Groenling
De groenling (Cloris chloris), in de volksmond ook bekend als de groenvink, behoort tot de familie van de vinken. Dit vogelsoort bereikt een lengte van ongeveer 15 centimeter. Het mannetje kenmerkt zich door een olijfgroene kleur, met name zichtbaar op de stuit. De rug toont een bruine tint, terwijl de onderzijde een geelachtige kleur heeft. De vleugelranden en de basis van de meeste staartpennen zijn opvallend helder geel. De stevige snavel is bijna wit van kleur, en de poten hebben een vleeskleurige tint. Het vrouwtje is minder fel van kleur en vertoont een grijsgroene tint, waarbij het geel in haar verenkleed aanzienlijk valer is.

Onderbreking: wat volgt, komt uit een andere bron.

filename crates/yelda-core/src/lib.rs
//! HTTP and persistence plumbing shared by Yelda services.

pub mod config;
pub mod health;
pub mod middleware;
pub mod sea_ext;
pub mod tracing;
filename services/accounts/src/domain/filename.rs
//! Filename sanitization for user-supplied photo references.

use std::ops::RangeInclusive;

use unicode_normalization::UnicodeNormalization;

/// Device names that cannot be used as a file stem on Windows.
const DEVICE_NAMES: &[&str] = &[
    "CON", "AUX", "COM1", "COM2", "COM3", "COM4", "LPT1", "LPT2", "LPT3", "PRN", "NUL",
];

/// CJK Unified Ideographs accepted by default.
pub const CJK_IDEOGRAPHS: RangeInclusive<char> = '\u{4e00}'..='\u{9fa5}';

/// Which characters survive sanitization beyond `[A-Za-z0-9_.-]`.
#[derive(Debug, Clone, PartialEq, Eq)]
pub struct FilenamePolicy {
    pub extra_ranges: Vec<RangeInclusive<char>>,
    /// Prefix `_` when the stem is a reserved device name.
    pub guard_device_names: bool,
}

impl Default for FilenamePolicy {
    fn default() -> Self {
        Self {
            extra_ranges: vec![CJK_IDEOGRAPHS],
            guard_device_names: cfg!(windows),
        }
    }
}

impl FilenamePolicy {
    pub fn ascii_only() -> Self {
        Self {
            extra_ranges: Vec::new(),
            guard_device_names: cfg!(windows),
        }
    }

    fn allows(&self, c: char) -> bool {
        c.is_ascii_alphanumeric()
            || matches!(c, '_' | '.' | '-')
            || self.extra_ranges.iter().any(|r| r.contains(&c))
    }
}

/// Reduce `filename` to a name that is safe to join onto a storage directory.
///
/// The result never contains a path separator and never starts or ends with
/// `.` or `_`. It may be empty.
pub fn secure_filename(filename: &str, policy: &FilenamePolicy) -> String {
    let normalized: String = filename
        .nfkd()
        .map(|c| if matches!(c, '/' | '\\') { ' ' } else { c })
        .collect();

    let joined = normalized.split_whitespace().collect::<Vec<_>>().join("_");
    let kept: String = joined.chars().filter(|&c| policy.allows(c)).collect();
    let trimmed = kept.trim_matches(|c| c == '.' || c == '_');

    if policy.guard_device_names && is_device_name(trimmed) {
        return format!("_{trimmed}");
    }
    trimmed.to_owned()
}

fn is_device_name(filename: &str) -> bool {
    let stem = filename.split('.').next().unwrap_or_default();
    !stem.is_empty() && DEVICE_NAMES.contains(&stem.to_ascii_uppercase().as_str())
}
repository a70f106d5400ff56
//! Gateway-injected identity headers extractor.

use axum::extract::FromRequestParts;
use http::StatusCode;
use http::request::Parts;

use yelda_domain::code::Authority;
use yelda_domain::id::AccountId;

pub const ACCOUNT_ID_HEADER: &str = "x-yelda-account-id";
pub const AUTHORITY_HEADER: &str = "x-yelda-authority";

/// The authenticated caller, injected by the gateway via `x-yelda-account-id`
/// and `x-yelda-authority` headers.
///
/// Returns 401 if either header is absent, unparsable, or the authority is not a
/// registered code. Authorization decisions are made by use cases after extraction.
#[derive(Debug, Clone, Copy, PartialEq, Eq)]
pub struct Principal {
    pub id: AccountId,
    pub authority: Authority,
}

impl Principal {
    pub fn new(id: impl Into<AccountId>, authority: Authority) -> Self {
        Self {
            id: id.into(),
            authority,
        }
    }

    pub fn is_admin(&self) -> bool {
        self.authority.is_admin()
    }
}

impl<S> FromRequestParts<S> for Principal
where
    S: Send + Sync,
{
    type Rejection = StatusCode;

    // Values are read synchronously so the returned future does not borrow `parts`.
    fn from_request_parts(
        parts: &mut Parts,
        _state: &S,
    ) -> impl std::future::Future<Output = Result<Self, Self::Rejection>> + Send {
        let id = parts
            .headers
            .get(ACCOUNT_ID_HEADER)
            .and_then(|v| v.to_str().ok())
            .and_then(|s| s.parse::<AccountId>().ok());

        let authority = parts
            .headers
            .get(AUTHORITY_HEADER)
            .and_then(|v| v.to_str().ok())
            .and_then(|s| s.parse::<i32>().ok())
            .and_then(Authority::from_code);

        async move {
            let id = id.ok_or(StatusCode::UNAUTHORIZED)?;
            let authority = authority.ok_or(StatusCode::UNAUTHORIZED)?;
            Ok(Self { id, authority })
        }
    }
}
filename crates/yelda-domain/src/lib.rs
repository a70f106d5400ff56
//! Domain types shared across all Yelda services.
//!
//! This crate contains only pure types with no framework dependencies.
//! Import in `usecase/` and `domain/` layers; never in `infra/` or `handlers/`.

pub mod code;
pub mod id;
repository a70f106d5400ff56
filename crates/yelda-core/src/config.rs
/// Trait for loading service configuration from environment variables.
///
/// Implementors derive `serde::Deserialize`; field `database_url` is read
/// from `DATABASE_URL`, and so on (upper snake case).
pub trait Config: Sized + serde::de::DeserializeOwned {
    fn from_env() -> Result<Self, envy::Error> {
        envy::from_env()
    }

    /// Load from explicit key/value pairs instead of the process environment.
    fn from_pairs<I>(pairs: I) -> Result<Self, envy::Error>
    where
        I: IntoIterator<Item = (String, String)>,
    {
        envy::from_iter(pairs)
    }
}
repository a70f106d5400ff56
pub mod account;
use axum_test::{TestRequest, TestServer};
use sea_orm::{ConnectOptions, Database, DatabaseConnection};

use yelda_accounts::domain::filename::FilenamePolicy;
use yelda_accounts::router::build_router;
use yelda_accounts::state::AppState;
use yelda_accounts_migration::{Migrator, MigratorTrait};
use yelda_testing::auth::MockPrincipal;

// ── Database ─────────────────────────────────────────────────────────────────

/// Fresh in-memory SQLite database with the accounts schema applied.
/// A single pooled connection keeps the in-memory database alive.
pub async fn test_db() -> DatabaseConnection {
    let mut opts = ConnectOptions::new("sqlite::memory:");
    opts.max_connections(1).min_connections(1).sqlx_logging(false);
    let db = Database::connect(opts).await.unwrap();
    Migrator::up(&db, None).await.unwrap();
    db
}

// ── HTTP ─────────────────────────────────────────────────────────────────────

pub struct TestApp {
    pub server: TestServer,
    pub db: DatabaseConnection,
}

pub async fn test_app() -> TestApp {
    let db = test_db().await;
    let state = AppState {
        db: db.clone(),
        filenames: FilenamePolicy::default(),
    };
    let server = TestServer::new(build_router(state)).unwrap();
    TestApp { server, db }
}

/// Attach gateway identity headers for `who`.
pub fn as_principal(mut request: TestRequest, who: MockPrincipal) -> TestRequest {
    for (name, value) in who.headers() {
        request = request.add_header(name, value);
    }
    request
}

pub fn signup_form<'a>(username: &'a str, password: &'a str) -> Vec<(&'static str, &'a str)> {
    vec![
        ("username", username),
        ("password", password),
        ("nickname", "Tester"),
        ("email", "tester@example.com"),
        ("photo", "avatar.png"),
    ]
}

/// Create an account through the public endpoint and return its id.
pub async fn signup(app: &TestApp, username: &str, password: &str) -> i64 {
    let response = app
        .server
        .post("/accounts/")
        .form(&signup_form(username, password))
        .await;
    assert_eq!(response.status_code(), 201, "signup {username} failed");
    response.json::<serde_json::Value>()["id"].as_i64().unwrap()
}
use serde::Deserialize;

use yelda_core::config::Config;

use crate::domain::filename::FilenamePolicy;

/// Accounts service configuration loaded from environment variables.
#[derive(Debug, Deserialize)]
pub struct AccountsConfig {
    /// PostgreSQL connection URL. Env var: `DATABASE_URL`.
    pub database_url: String,
    /// TCP port for the HTTP server (default 3120). Env var: `ACCOUNTS_PORT`.
    #[serde(default = "default_accounts_port")]
    pub accounts_port: u16,
    /// Keep CJK ideographs in sanitized filenames (default true). Env var: `FILENAME_ALLOW_CJK`.
    #[serde(default = "default_filename_allow_cjk")]
    pub filename_allow_cjk: bool,
}

fn default_accounts_port() -> u16 {
    3120
}

fn default_filename_allow_cjk() -> bool {
    true
}

impl Config for AccountsConfig {}

impl AccountsConfig {
    pub fn filename_policy(&self) -> FilenamePolicy {
        if self.filename_allow_cjk {
            FilenamePolicy::default()
        } else {
            FilenamePolicy::ascii_only()
        }
    }
}
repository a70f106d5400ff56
use axum::extract::State;
use axum::http::StatusCode;
use sea_orm::DatabaseConnection;

/// Liveness check for `GET /healthz`. Never touches the database.
pub async fn healthz() -> StatusCode {
    StatusCode::OK
}

/// Readiness check for `GET /readyz`: 503 until the database answers a ping.
pub async fn readyz(State(db): State<DatabaseConnection>) -> StatusCode {
    match db.ping().await {
        Ok(()) => StatusCode::OK,
        Err(e) => {
            tracing::warn!(error = %e, "database ping failed");
            StatusCode::SERVICE_UNAVAILABLE
        }
    }
}
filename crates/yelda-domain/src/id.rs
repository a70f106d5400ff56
//! Newtype wrappers for domain identifiers.

use std::fmt;
use std::str::FromStr;

use serde::{Deserialize, Serialize};

/// Identifies an account row.
#[derive(Debug, Clone, Copy, PartialEq, Eq, Hash, Serialize, Deserialize)]
#[serde(transparent)]
pub struct AccountId(pub i32);

impl fmt::Display for AccountId {
    fn fmt(&self, f: &mut fmt::Formatter<'_>) -> fmt::Result {
        self.0.fmt(f)
    }
}

impl FromStr for AccountId {
    type Err = std::num::ParseIntError;

    fn from_str(s: &str) -> Result<Self, Self::Err> {
        Ok(Self(s.parse()?))
    }
}

impl From<i32> for AccountId {
    fn from(id: i32) -> Self {
        Self(id)
    }
}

Het nest wordt doorgaans gebouwd in heggen, struiken of dichtbegroeide planten. Het nest bestaat uit een zorgvuldig geweven structuur van takjes, twijgjes en worteltjes, welke vervolgens wordt afgewerkt met haren en veertjes voor extra comfort. Het legsel omvat doorgaans vier tot zes eieren, variërend in kleur van wit tot lichtblauw, voorzien van subtiele roestbruine vlekken. De broedperiode bedraagt ongeveer 12 tot 14 dagen. De groenling voedt zich voornamelijk met zaden. De jongen worden op deskundige wijze grootgebracht door beide oudervogels.